### Exercise aim
Below are entries; copy exactly the lines from the one with "network.activate(arc.end);" through the one with "Node, to: Node)", both included, and leave out the rest.

### Material to process
-- -- --

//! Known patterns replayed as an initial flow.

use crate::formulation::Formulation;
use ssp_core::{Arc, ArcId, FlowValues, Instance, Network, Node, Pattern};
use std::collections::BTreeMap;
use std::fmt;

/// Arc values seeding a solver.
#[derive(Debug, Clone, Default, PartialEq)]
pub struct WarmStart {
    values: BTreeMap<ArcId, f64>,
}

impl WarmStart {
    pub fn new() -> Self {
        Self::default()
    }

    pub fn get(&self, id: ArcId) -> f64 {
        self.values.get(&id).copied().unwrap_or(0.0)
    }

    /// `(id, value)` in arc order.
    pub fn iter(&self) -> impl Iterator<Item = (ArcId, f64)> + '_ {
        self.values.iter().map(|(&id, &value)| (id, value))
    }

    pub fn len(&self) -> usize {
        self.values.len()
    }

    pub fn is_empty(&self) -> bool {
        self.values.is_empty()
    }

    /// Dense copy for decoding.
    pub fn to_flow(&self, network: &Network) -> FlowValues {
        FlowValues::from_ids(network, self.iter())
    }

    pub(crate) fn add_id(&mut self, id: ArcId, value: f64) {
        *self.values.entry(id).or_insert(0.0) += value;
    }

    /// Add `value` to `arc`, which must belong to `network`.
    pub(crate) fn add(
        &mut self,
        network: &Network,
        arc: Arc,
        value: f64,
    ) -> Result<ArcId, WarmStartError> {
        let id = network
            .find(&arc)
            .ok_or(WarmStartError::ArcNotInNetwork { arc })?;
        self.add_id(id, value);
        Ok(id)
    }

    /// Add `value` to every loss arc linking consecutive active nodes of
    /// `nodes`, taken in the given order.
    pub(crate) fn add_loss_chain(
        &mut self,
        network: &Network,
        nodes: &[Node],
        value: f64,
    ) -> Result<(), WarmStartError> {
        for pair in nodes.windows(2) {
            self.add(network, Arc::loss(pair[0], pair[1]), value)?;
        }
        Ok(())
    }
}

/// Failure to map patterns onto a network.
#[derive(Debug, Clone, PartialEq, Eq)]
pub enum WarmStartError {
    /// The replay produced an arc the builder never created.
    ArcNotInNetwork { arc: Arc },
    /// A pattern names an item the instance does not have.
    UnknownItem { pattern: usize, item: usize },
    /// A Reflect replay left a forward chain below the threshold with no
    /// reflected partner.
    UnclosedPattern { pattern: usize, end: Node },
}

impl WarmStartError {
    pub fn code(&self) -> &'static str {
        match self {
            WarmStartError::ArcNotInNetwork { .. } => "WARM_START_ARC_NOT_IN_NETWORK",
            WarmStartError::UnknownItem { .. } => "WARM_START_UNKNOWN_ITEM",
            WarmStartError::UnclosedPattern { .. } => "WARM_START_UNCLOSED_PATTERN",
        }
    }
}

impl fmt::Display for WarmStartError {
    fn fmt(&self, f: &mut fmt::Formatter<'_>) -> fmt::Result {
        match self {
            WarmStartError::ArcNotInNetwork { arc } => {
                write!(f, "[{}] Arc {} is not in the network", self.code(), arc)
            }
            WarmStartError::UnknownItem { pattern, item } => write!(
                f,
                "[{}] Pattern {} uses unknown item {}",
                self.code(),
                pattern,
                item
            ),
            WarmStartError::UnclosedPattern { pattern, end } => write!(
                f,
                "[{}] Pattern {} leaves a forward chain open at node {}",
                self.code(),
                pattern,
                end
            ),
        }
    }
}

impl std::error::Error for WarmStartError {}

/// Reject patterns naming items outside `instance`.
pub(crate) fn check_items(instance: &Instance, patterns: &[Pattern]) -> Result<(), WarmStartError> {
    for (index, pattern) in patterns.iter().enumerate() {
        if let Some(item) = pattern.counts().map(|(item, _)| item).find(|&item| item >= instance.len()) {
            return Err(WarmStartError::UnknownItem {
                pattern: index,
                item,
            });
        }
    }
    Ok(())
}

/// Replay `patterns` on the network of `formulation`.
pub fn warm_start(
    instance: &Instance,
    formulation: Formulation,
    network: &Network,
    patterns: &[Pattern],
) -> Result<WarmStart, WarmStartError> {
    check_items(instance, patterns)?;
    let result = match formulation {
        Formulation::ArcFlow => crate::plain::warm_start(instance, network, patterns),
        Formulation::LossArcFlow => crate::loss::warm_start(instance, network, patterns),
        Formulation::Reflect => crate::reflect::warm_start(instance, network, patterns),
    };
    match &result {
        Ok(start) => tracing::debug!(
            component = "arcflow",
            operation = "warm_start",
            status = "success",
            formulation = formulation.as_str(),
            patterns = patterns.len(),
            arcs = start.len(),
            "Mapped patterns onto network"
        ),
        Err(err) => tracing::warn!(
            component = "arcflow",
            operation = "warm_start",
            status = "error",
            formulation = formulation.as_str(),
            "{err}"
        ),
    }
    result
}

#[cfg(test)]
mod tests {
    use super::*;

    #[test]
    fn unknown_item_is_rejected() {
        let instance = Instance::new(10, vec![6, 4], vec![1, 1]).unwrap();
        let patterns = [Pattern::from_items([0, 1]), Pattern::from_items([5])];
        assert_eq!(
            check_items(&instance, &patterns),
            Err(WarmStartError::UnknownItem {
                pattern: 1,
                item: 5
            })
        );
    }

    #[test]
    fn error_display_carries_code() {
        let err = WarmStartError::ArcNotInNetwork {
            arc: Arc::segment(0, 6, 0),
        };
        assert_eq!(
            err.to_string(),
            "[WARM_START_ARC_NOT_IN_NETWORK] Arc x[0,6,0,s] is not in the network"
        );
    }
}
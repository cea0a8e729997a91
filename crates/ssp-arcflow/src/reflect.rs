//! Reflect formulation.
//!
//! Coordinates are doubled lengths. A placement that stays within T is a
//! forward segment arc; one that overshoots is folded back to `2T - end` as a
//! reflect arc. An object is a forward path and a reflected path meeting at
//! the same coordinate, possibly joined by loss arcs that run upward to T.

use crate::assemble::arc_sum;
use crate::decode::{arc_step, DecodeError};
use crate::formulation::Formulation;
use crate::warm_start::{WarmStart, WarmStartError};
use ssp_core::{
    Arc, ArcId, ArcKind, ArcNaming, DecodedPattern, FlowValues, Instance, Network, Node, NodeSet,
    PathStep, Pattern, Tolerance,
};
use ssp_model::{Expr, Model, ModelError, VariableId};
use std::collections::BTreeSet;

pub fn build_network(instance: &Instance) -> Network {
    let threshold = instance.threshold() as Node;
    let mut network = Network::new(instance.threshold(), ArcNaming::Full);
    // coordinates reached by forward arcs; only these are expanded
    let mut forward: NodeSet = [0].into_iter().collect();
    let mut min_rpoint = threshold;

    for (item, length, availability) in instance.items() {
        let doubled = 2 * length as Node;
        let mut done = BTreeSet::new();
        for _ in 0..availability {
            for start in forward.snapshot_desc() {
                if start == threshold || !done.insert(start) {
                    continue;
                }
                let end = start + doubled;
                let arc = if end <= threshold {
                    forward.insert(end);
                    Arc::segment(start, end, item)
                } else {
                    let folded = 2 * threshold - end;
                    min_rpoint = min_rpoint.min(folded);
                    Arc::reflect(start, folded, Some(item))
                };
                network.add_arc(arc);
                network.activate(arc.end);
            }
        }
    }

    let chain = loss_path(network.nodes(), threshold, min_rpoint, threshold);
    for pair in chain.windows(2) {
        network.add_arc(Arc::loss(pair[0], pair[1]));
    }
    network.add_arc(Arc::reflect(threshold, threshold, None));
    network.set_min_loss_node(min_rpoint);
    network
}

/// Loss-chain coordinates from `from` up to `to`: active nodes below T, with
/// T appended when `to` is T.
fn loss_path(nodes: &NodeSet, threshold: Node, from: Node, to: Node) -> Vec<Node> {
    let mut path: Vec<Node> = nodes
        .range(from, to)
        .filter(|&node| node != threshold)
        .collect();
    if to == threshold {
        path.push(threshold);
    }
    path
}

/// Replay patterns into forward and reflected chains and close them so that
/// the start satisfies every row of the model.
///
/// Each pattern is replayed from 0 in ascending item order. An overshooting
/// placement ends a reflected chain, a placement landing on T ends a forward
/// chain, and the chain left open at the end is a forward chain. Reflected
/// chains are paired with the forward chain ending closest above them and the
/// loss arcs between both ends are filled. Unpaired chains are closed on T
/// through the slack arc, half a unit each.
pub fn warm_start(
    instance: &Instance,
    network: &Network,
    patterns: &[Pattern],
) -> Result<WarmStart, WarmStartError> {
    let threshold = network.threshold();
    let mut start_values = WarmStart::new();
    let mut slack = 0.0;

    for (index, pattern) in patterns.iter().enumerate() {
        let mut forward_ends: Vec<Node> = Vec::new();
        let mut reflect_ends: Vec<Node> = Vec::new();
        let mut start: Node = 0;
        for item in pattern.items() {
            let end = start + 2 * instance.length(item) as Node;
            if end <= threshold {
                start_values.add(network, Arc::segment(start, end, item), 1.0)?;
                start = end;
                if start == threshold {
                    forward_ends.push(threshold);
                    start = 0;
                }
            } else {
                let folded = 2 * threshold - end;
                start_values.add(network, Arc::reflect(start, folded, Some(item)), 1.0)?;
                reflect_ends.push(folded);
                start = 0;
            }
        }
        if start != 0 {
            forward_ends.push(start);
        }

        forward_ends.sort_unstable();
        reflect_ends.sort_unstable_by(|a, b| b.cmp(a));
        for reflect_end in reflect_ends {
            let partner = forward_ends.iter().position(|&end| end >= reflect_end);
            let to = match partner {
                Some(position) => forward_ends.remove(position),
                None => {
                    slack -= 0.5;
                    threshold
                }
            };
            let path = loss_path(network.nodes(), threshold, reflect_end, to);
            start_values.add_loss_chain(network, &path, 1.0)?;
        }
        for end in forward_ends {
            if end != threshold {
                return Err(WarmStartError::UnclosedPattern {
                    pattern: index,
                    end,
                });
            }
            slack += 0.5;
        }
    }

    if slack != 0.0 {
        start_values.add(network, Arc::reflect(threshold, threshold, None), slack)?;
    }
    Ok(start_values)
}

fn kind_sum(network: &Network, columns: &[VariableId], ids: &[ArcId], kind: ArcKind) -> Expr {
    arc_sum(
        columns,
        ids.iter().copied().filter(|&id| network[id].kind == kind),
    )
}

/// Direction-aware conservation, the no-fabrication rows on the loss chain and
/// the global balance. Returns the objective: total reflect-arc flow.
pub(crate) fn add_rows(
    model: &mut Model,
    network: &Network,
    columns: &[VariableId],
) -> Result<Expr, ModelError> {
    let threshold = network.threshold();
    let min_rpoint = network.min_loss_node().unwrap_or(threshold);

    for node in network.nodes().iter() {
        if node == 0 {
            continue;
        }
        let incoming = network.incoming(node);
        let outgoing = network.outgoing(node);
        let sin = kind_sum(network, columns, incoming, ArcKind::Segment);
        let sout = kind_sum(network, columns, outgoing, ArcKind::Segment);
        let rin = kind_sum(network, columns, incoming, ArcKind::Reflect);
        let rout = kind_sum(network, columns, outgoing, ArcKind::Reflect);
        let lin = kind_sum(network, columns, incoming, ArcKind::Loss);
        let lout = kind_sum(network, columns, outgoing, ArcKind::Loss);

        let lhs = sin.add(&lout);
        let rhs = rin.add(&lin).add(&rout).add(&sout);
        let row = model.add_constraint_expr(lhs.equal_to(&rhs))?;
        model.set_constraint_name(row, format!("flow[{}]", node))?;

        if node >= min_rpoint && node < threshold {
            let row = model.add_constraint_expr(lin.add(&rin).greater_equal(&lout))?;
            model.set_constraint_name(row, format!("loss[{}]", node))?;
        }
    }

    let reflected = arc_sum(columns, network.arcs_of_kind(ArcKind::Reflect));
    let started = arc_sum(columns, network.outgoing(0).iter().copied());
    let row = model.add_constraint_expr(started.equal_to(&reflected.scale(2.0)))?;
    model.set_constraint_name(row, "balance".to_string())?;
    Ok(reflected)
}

-- -- --

### Result for this task
                network.activate(arc.end);
            }
        }
    }

    let chain = loss_path(network.nodes(), threshold, min_rpoint, threshold);
    for pair in chain.windows(2) {
        network.add_arc(Arc::loss(pair[0], pair[1]));
    }
    network.add_arc(Arc::reflect(threshold, threshold, None));
    network.set_min_loss_node(min_rpoint);
    network
}

/// Loss-chain coordinates from `from` up to `to`: active nodes below T, with
/// T appended when `to` is T.
fn loss_path(nodes: &NodeSet, threshold: Node, from: Node, to: Node) -> Vec<Node> {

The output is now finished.